Mais de dois milhões de cheques-dentista destinados a crianças e jovens nunca foram utilizados, em muitos casos porque as famílias desconheciam o programa ou não sabiam como utilizá-lo. Desde 2008, o programa oferece consultas e tratamentos dentários gratuitos.
O alerta é da Ordem dos Médicos Dentistas (OMD), que critica os médicos e as escolas por não conseguirem promover devidamente o programa.
Desde 2008, foram emitidos mais de 7,5 milhões de vales para crianças e jovens até aos 18 anos, mas apenas 5,1 milhões foram usados, segundo o mais recente relatório da OMD, que recolheu dados até Julho de 2025.
O número preocupa o bastonário da OMD, Miguel Pavão, que aponta vários motivos para a baixa utilização deste benefício, num país onde 22% dos portugueses não vai ao dentista por questões económicas.
"O grande problema dos cheques-dentista é que são emitidos mas a população não acede a eles, em grande parte por displicência e desconhecimento dos médicos de família e das escolas, que não têm mecanismos verdadeiramente activos para promover o programa", lamentou o bastonário em declarações à Lusa.
Uma das principais razões para a não utilização dos vales é o facto de perderem a validade.
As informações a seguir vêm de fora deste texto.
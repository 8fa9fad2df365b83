//! Chatbot section: a transcript over the documents uploaded this session.

pub mod model;
pub mod view_model;

use crate::app_shell::{Section, SectionRouter};
use crate::shared::icons::icon;
use leptos::html::{Div, Input};
use leptos::prelude::*;
use view_model::{ChatMessage, ChatRole, ChatVm};

#[component]
#[allow(non_snake_case)]
pub fn ChatSection() -> impl IntoView {
    let router = use_context::<SectionRouter>().expect("SectionRouter not found in context");
    let vm = ChatVm::new();

    let messages_ref = NodeRef::<Div>::new();
    let input_ref = NodeRef::<Input>::new();

    // Focus the input at startup and whenever this section becomes active.
    Effect::new(move |prev: Option<()>| {
        let active = router.is_active(Section::Chatbot);
        if prev.is_none() || active {
            request_animation_frame(move || {
                if let Some(input) = input_ref.get_untracked() {
                    let _ = input.focus();
                }
            });
        }
    });

    let scroll_to_bottom = move || {
        request_animation_frame(move || {
            if let Some(el) = messages_ref.get_untracked() {
                el.set_scroll_top(el.scroll_height());
            }
        });
    };

    let send = move || {
        let text = vm.input.get_untracked().trim().to_string();
        if text.is_empty() || vm.is_thinking.get_untracked() {
            return;
        }
        vm.push(ChatMessage::user(text.clone()));
        vm.input.set(String::new());
        vm.is_thinking.set(true);
        scroll_to_bottom();

        wasm_bindgen_futures::spawn_local(async move {
            let reply = match model::send_query(&text).await {
                Ok(resp) => resp.answer,
                Err(e) => {
                    log::error!("Chat error: {}", e);
                    "Sorry, I encountered an error. Please try again.".to_string()
                }
            };
            vm.is_thinking.set(false);
            vm.push(ChatMessage::bot(reply));
            scroll_to_bottom();
        });
    };

    view! {
        <div class="chat">
            <div class="chat__messages" node_ref=messages_ref>
                <div class="chat-message chat-message--bot">
                    <p class="chat-message__text">
                        "Hello! Upload some documents and ask me questions about them."
                    </p>
                </div>
                <For
                    each=move || vm.messages.get()
                    key=|message| message.id
                    children=move |message| message_view(message)
                />
                <Show when=move || vm.is_thinking.get()>
                    <div class="chat-message chat-message--bot chat-message--thinking">
                        <p class="chat-message__text">"Thinking..."</p>
                    </div>
                </Show>
            </div>
            <div class="chat__controls">
                <input
                    type="text"
                    class="chat__input"
                    placeholder="Ask about your documents..."
                    node_ref=input_ref
                    prop:value=move || vm.input.get()
                    on:input=move |ev| vm.input.set(event_target_value(&ev))
                    on:keydown=move |ev| {
                        if ev.key() == "Enter" {
                            send();
                        }
                    }
                />
                <button
                    class="button button--primary chat__send"
                    disabled=move || vm.is_thinking.get()
                    on:click=move |_| send()
                >
                    {icon("send")}
                    " Send"
                </button>
            </div>
        </div>
    }
}

fn message_view(message: ChatMessage) -> AnyView {
    let role_class = match message.role {
        ChatRole::User => "chat-message chat-message--user",
        ChatRole::Bot => "chat-message chat-message--bot",
    };
    view! {
        <div class=role_class>
            // answers keep their line breaks
            <p class="chat-message__text" style:white-space="pre-wrap">
                {message.text}
            </p>
        </div>
    }
    .into_any()
}
//! Upload section - view model.

use contracts::documents::BatchUploadResponse;
use leptos::prelude::*;

/// Metadata of a file picked but not yet uploaded. Plain data so it can live
/// in an ordinary signal; the `web_sys::File` handles themselves are kept in
/// a local-arena signal next to it.
#[derive(Debug, Clone, PartialEq)]
pub struct FileMeta {
    pub name: String,
    pub size: f64,
    pub mime: String,
}

impl FileMeta {
    pub fn is_pdf(&self) -> bool {
        self.mime.contains("pdf")
    }
}

/// What the upload status pane currently shows.
#[derive(Clone)]
pub enum UploadStatus {
    /// User error, e.g. no file selected.
    Warning(String),
    /// A request is running.
    InFlight { label: String, detail: String },
    /// Single upload finished.
    SingleDone { filename: String },
    /// Batch upload finished with per-file breakdown.
    BatchDone(BatchUploadResponse),
    /// The backend rejected the upload.
    Failed { message: String },
    /// Transport failure; the backend may be unreachable.
    ConnectionFailed,
}

/// Progress pane state while a batch request is outstanding.
#[derive(Debug, Clone, PartialEq)]
pub struct BatchProgress {
    pub done: u64,
    pub total: usize,
    pub label: String,
}

#[derive(Clone, Copy)]
pub struct UploadVm {
    /// File handles matching `selected` index for index.
    files: RwSignal<Vec<web_sys::File>, LocalStorage>,
    /// Render-friendly mirror of the pending selection.
    pub selected: RwSignal<Vec<FileMeta>>,
    /// In-flight guard shared by single and batch uploads.
    pub in_progress: RwSignal<bool>,
    pub status: RwSignal<Option<UploadStatus>>,
    pub progress: RwSignal<Option<BatchProgress>>,
}

impl UploadVm {
    pub fn new() -> Self {
        Self {
            files: RwSignal::new_local(Vec::new()),
            selected: RwSignal::new(Vec::new()),
            in_progress: RwSignal::new(false),
            status: RwSignal::new(None),
            progress: RwSignal::new(None),
        }
    }

    /// Replace the pending selection with the given file list.
    pub fn select_files(&self, list: web_sys::FileList) {
        let mut files = Vec::new();
        let mut metas = Vec::new();
        for i in 0..list.length() {
            if let Some(file) = list.get(i) {
                metas.push(FileMeta {
                    name: file.name(),
                    size: file.size(),
                    mime: file.type_(),
                });
                files.push(file);
            }
        }
        self.files.set(files);
        self.selected.set(metas);
    }

    /// Remove one entry from the pending selection. No-ops out of bounds.
    pub fn remove_file(&self, index: usize) {
        self.files.update(|v| {
            remove_at(v, index);
        });
        self.selected.update(|v| {
            remove_at(v, index);
        });
    }

    pub fn clear_selection(&self) {
        self.files.set(Vec::new());
        self.selected.set(Vec::new());
    }

    pub fn first_file(&self) -> Option<web_sys::File> {
        self.files.with_untracked(|v| v.first().cloned())
    }

    pub fn all_files(&self) -> Vec<web_sys::File> {
        self.files.get_untracked()
    }

    pub fn total_size(&self) -> f64 {
        self.selected.with(|v| v.iter().map(|f| f.size).sum())
    }
}

impl Default for UploadVm {
    fn default() -> Self {
        Self::new()
    }
}

fn remove_at<T>(items: &mut Vec<T>, index: usize) -> bool {
    if index < items.len() {
        items.remove(index);
        true
    } else {
        false
    }
}

#[cfg(test)]
mod tests {
    use super::*;

    fn meta(name: &str) -> FileMeta {
        FileMeta {
            name: name.into(),
            size: 100.0,
            mime: "text/plain".into(),
        }
    }

    #[test]
    fn remove_at_keeps_the_rest_in_order() {
        let mut items = vec![meta("a"), meta("b"), meta("c")];
        assert!(remove_at(&mut items, 1));
        let names: Vec<_> = items.iter().map(|f| f.name.as_str()).collect();
        assert_eq!(names, ["a", "c"]);
    }

    #[test]
    fn remove_at_out_of_bounds_is_a_noop() {
        let mut items = vec![meta("a")];
        assert!(!remove_at(&mut items, 1));
        assert_eq!(items.len(), 1);
    }

    #[test]
    fn pdf_detection_uses_mime() {
        let pdf = FileMeta {
            name: "r.pdf".into(),
            size: 1.0,
            mime: "application/pdf".into(),
        };
        assert!(pdf.is_pdf());
        assert!(!meta("r.txt").is_pdf());
    }
}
Pelo menos 23,1% das pessoas que não beneficiaram deste direito indicaram essa como a causa, segundo o relatório da OMD.
Para Miguel Pavão, a emissão dos cheques-dentista já devia ter sido desmaterializada, mas "esta é uma promessa que ainda não passou do papel".
O bastonário critica também a inação do Governo, lembrando que o Programa Nacional de Promoção de Saúde Oral terminou em Dezembro de 2025 e ainda não foi apresentado um novo.
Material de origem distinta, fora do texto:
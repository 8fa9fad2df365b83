//! Document API functions.

use crate::shared::api_utils::api_url;
use contracts::documents::{
    BatchUploadResponse, DocumentListResponse, DocumentResponse, MutationResponse,
    UpdateDocumentRequest, UploadResponse,
};

/// List the current session's documents.
pub async fn fetch_documents() -> Result<DocumentListResponse, String> {
    use wasm_bindgen::JsCast;
    use web_sys::{Request, RequestInit, RequestMode, Response};

    let opts = RequestInit::new();
    opts.set_method("GET");
    opts.set_mode(RequestMode::Cors);

    let url = api_url("/ui-documents");
    let request = Request::new_with_str_and_init(&url, &opts).map_err(|e| format!("{e:?}"))?;
    request
        .headers()
        .set("Accept", "application/json")
        .map_err(|e| format!("{e:?}"))?;

    let window = web_sys::window().ok_or_else(|| "no window".to_string())?;
    let resp_value = wasm_bindgen_futures::JsFuture::from(window.fetch_with_request(&request))
        .await
        .map_err(|e| format!("{e:?}"))?;
    let resp: Response = resp_value.dyn_into().map_err(|e| format!("{e:?}"))?;

    if !resp.ok() {
        return Err(format!("HTTP {}", resp.status()));
    }

    let text = wasm_bindgen_futures::JsFuture::from(resp.text().map_err(|e| format!("{e:?}"))?)
        .await
        .map_err(|e| format!("{e:?}"))?;
    let text: String = text.as_string().ok_or_else(|| "bad text".to_string())?;
    let data: DocumentListResponse = serde_json::from_str(&text).map_err(|e| format!("{e}"))?;

    Ok(data)
}

/// Fetch one document with its full content.
pub async fn fetch_document(id: &str) -> Result<DocumentResponse, String> {
    use wasm_bindgen::JsCast;
    use web_sys::{Request, RequestInit, RequestMode, Response};

    let opts = RequestInit::new();
    opts.set_method("GET");
    opts.set_mode(RequestMode::Cors);

    let url = api_url(&format!("/ui-documents/{}", id));
    let request = Request::new_with_str_and_init(&url, &opts).map_err(|e| format!("{e:?}"))?;
    request
        .headers()
        .set("Accept", "application/json")
        .map_err(|e| format!("{e:?}"))?;

    let window = web_sys::window().ok_or_else(|| "no window".to_string())?;
    let resp_value = wasm_bindgen_futures::JsFuture::from(window.fetch_with_request(&request))
        .await
        .map_err(|e| format!("{e:?}"))?;
    let resp: Response = resp_value.dyn_into().map_err(|e| format!("{e:?}"))?;

    if !resp.ok() {
        return Err(format!("HTTP {}", resp.status()));
    }

    let text = wasm_bindgen_futures::JsFuture::from(resp.text().map_err(|e| format!("{e:?}"))?)
        .await
        .map_err(|e| format!("{e:?}"))?;
    let text: String = text.as_string().ok_or_else(|| "bad text".to_string())?;
    let data: DocumentResponse = serde_json::from_str(&text).map_err(|e| format!("{e}"))?;

    Ok(data)
}

/// Replace a document's content wholesale.
pub async fn update_document(id: &str, content: &str) -> Result<MutationResponse, String> {
    use wasm_bindgen::JsCast;
    use web_sys::{Request, RequestInit, RequestMode, Response};

    let opts = RequestInit::new();
    opts.set_method("PUT");
    opts.set_mode(RequestMode::Cors);

    let url = api_url(&format!("/ui-documents/{}", id));
    let dto = UpdateDocumentRequest {
        content: content.to_string(),
    };
    let body = serde_json::to_string(&dto).map_err(|e| format!("{e}"))?;
    opts.set_body(&wasm_bindgen::JsValue::from_str(&body));

    let request = Request::new_with_str_and_init(&url, &opts).map_err(|e| format!("{e:?}"))?;
    request
        .headers()
        .set("Content-Type", "application/json")
        .map_err(|e| format!("{e:?}"))?;

    let window = web_sys::window().ok_or_else(|| "no window".to_string())?;
    let resp_value = wasm_bindgen_futures::JsFuture::from(window.fetch_with_request(&request))
        .await
        .map_err(|e| format!("{e:?}"))?;
    let resp: Response = resp_value.dyn_into().map_err(|e| format!("{e:?}"))?;

    if !resp.ok() {
        return Err(format!("HTTP {}", resp.status()));
    }

    let text = wasm_bindgen_futures::JsFuture::from(resp.text().map_err(|e| format!("{e:?}"))?)
        .await
        .map_err(|e| format!("{e:?}"))?;
    let text: String = text.as_string().ok_or_else(|| "bad text".to_string())?;
    let data: MutationResponse = serde_json::from_str(&text).map_err(|e| format!("{e}"))?;

    Ok(data)
}

/// Delete a document from the current session (and chatbot memory).
pub async fn delete_document(id: &str) -> Result<MutationResponse, String> {
    use wasm_bindgen::JsCast;
    use web_sys::{Request, RequestInit, RequestMode, Response};

    let opts = RequestInit::new();
    opts.set_method("DELETE");
    opts.set_mode(RequestMode::Cors);

    let url = api_url(&format!("/ui-documents/{}", id));
    let request = Request::new_with_str_and_init(&url, &opts).map_err(|e| format!("{e:?}"))?;
    request
        .headers()
        .set("Accept", "application/json")
        .map_err(|e| format!("{e:?}"))?;

    let window = web_sys::window().ok_or_else(|| "no window".to_string())?;
    let resp_value = wasm_bindgen_futures::JsFuture::from(window.fetch_with_request(&request))
        .await
        .map_err(|e| format!("{e:?}"))?;
    let resp: Response = resp_value.dyn_into().map_err(|e| format!("{e:?}"))?;

    if !resp.ok() {
        return Err(format!("HTTP {}", resp.status()));
    }

    let text = wasm_bindgen_futures::JsFuture::from(resp.text().map_err(|e| format!("{e:?}"))?)
        .await
        .map_err(|e| format!("{e:?}"))?;
    let text: String = text.as_string().ok_or_else(|| "bad text".to_string())?;
    let data: MutationResponse = serde_json::from_str(&text).map_err(|e| format!("{e}"))?;

    Ok(data)
}

/// Upload a single file as multipart form data (field `file`).
pub async fn upload_file(file: web_sys::File) -> Result<UploadResponse, String> {
    use wasm_bindgen::JsCast;
    use web_sys::{FormData, Request, RequestInit, RequestMode, Response};

    let form_data = FormData::new().map_err(|e| format!("{e:?}"))?;
    form_data
        .append_with_blob("file", &file)
        .map_err(|e| format!("{e:?}"))?;

    let opts = RequestInit::new();
    opts.set_method("POST");
    opts.set_mode(RequestMode::Cors);
    opts.set_body(&form_data);

    let url = api_url("/upload");
    let request = Request::new_with_str_and_init(&url, &opts).map_err(|e| format!("{e:?}"))?;

    let window = web_sys::window().ok_or_else(|| "no window".to_string())?;
    let resp_value = wasm_bindgen_futures::JsFuture::from(window.fetch_with_request(&request))
        .await
        .map_err(|e| format!("{e:?}"))?;
    let resp: Response = resp_value.dyn_into().map_err(|e| format!("{e:?}"))?;

    if !resp.ok() {
        return Err(format!("HTTP {}", resp.status()));
    }

    let text = wasm_bindgen_futures::JsFuture::from(resp.text().map_err(|e| format!("{e:?}"))?)
        .await
        .map_err(|e| format!("{e:?}"))?;
    let text: String = text.as_string().ok_or_else(|| "bad text".to_string())?;
    let data: UploadResponse = serde_json::from_str(&text).map_err(|e| format!("{e}"))?;

    Ok(data)
}

/// Upload several files in one multipart request (repeated field `files`).
pub async fn upload_files(files: Vec<web_sys::File>) -> Result<BatchUploadResponse, String> {
    use wasm_bindgen::JsCast;
    use web_sys::{FormData, Request, RequestInit, RequestMode, Response};

    let form_data = FormData::new().map_err(|e| format!("{e:?}"))?;
    for file in &files {
        form_data
            .append_with_blob("files", file)
            .map_err(|e| format!("{e:?}"))?;
    }

    let opts = RequestInit::new();
    opts.set_method("POST");
    opts.set_mode(RequestMode::Cors);
    opts.set_body(&form_data);

    let url = api_url("/upload-multiple");
    let request = Request::new_with_str_and_init(&url, &opts).map_err(|e| format!("{e:?}"))?;

    let window = web_sys::window().ok_or_else(|| "no window".to_string())?;
    let resp_value = wasm_bindgen_futures::JsFuture::from(window.fetch_with_request(&request))
        .await
        .map_err(|e| format!("{e:?}"))?;
    let resp: Response = resp_value.dyn_into().map_err(|e| format!("{e:?}"))?;

    if !resp.ok() {
        return Err(format!("HTTP {}", resp.status()));
    }

    let text = wasm_bindgen_futures::JsFuture::from(resp.text().map_err(|e| format!("{e:?}"))?)
        .await
        .map_err(|e| format!("{e:?}"))?;
    let text: String = text.as_string().ok_or_else(|| "bad text".to_string())?;
    let data: BatchUploadResponse = serde_json::from_str(&text).map_err(|e| format!("{e}"))?;

    Ok(data)
}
Miguel Pavão aponta a falta de um estudo nacional actualizado sobre a prevalência das doenças orais, recordando que o último tem mais de uma década: "Como vão desenhar uma nova política se o estudo que deveria consubstanciar as necessidades e orientar o programa não é feito?", questiona.
"Este ministério da Saúde vai lidando com os assuntos numa estratégia mediática. Não é um Governo com uma visão reformista. Já deveria ter sido lançado outro programa nacional, era suposto acontecer dia 19, mas acabei de saber que a secretária de Estado não o vai lançar", lamentou.
A Lusa questionou a Direção-Geral da Saúde, o Serviço Nacional de Saúde e o Ministério da Saúde, mas nenhuma das entidades respondeu às perguntas.